The Maturity Model for Information Governance begins to paint a more complete picture of what effective information governance looks like. It is based on the eight principles as well as a foundation of standards, best practices, and legal/regulatory requirements. The maturity model goes beyond a mere statement of the principles by beginning to define characteristics of various levels of recordkeeping programs. For each principle, the maturity model associates various characteristics that are typical for each of the five levels in the model:

- Level 1 (Sub-standard): This level describes an environment where recordkeeping concerns are either not addressed at all, or are addressed in a very ad hoc manner. Organizations that identify primarily with these descriptions should be concerned that their programs will not meet legal or regulatory scrutiny.
- Level 2 (In Development): This level describes an environment where there is a developing recognition that recordkeeping affects the organization, and that the organization may benefit from a more defined information governance program. However, in Level 2, the organization is still vulnerable to legal or regulatory scrutiny since practices are ill-defined and still largely ad hoc in nature.
- Level 3 (Essential): This level describes the essential or minimum requirements that must be addressed in order to meet the organization's legal and regulatory requirements.
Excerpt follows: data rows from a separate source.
//! Read-only client for the source content-management API.
//!
//! The source system exposes bucket/collection record listings and an
//! account listing, authenticated with static basic-auth credentials. This
//! crate only reads; all migration state lives in `caravel_storage`.

#![forbid(unsafe_code)]
#![warn(missing_docs)]

mod client;

pub use client::{Account, SourceClient, SourceConfig};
Level 3 is characterized by defined policies and procedures, and more specific decisions taken to improve recordkeeping. However, organizations that identify primarily with Level 3 descriptions may still be missing significant opportunities for streamlining business and controlling costs.
- Level 4 (Proactive): This level describes an organization that is initiating information governance program improvements throughout its business operations. Information governance issues and considerations are integrated into business decisions on a routine basis, and the organization easily meets its legal and regulatory requirements. Organizations that identify primarily with these descriptions should begin to consider the business benefits of information availability in transforming their organizations globally.
- Level 5 (Transformational): This level describes an organization that has integrated information governance into its overall corporate infrastructure and business processes to such an extent that compliance with the program requirements is routine. These organizations have recognized that effective information governance plays a critical role in cost containment, competitive advantage, and client service.

===How to Use the Maturity Model===

The Information Governance Maturity Model will assist an organization in conducting a preliminary evaluation of its recordkeeping programs and practices. Thoughtful consideration of the organization's practices should allow users to make an initial determination of the maturity of their organization’s information governance. Initially, it is not unusual for an organization to be at differing levels of maturity for the eight principles. It is also important to note that the maturity model represents an initial evaluation. In order to be most effective, a more in-depth analysis of organizational policies and practices may be necessary.

The maturity model will be most useful to leaders who wish to achieve the maximum benefit from their information governance practices. Effective information governance requires a continuous focus. But in order to get started, organizations can look to the steps below:

- Identify the gaps between the organization's current practices and the desirable level of maturity for each principle.
- Assess the risk(s) to the organization, based on the biggest gaps.
- Determine whether additional information and analysis is necessary.
- Develop priorities and assign accountability for further development of the program.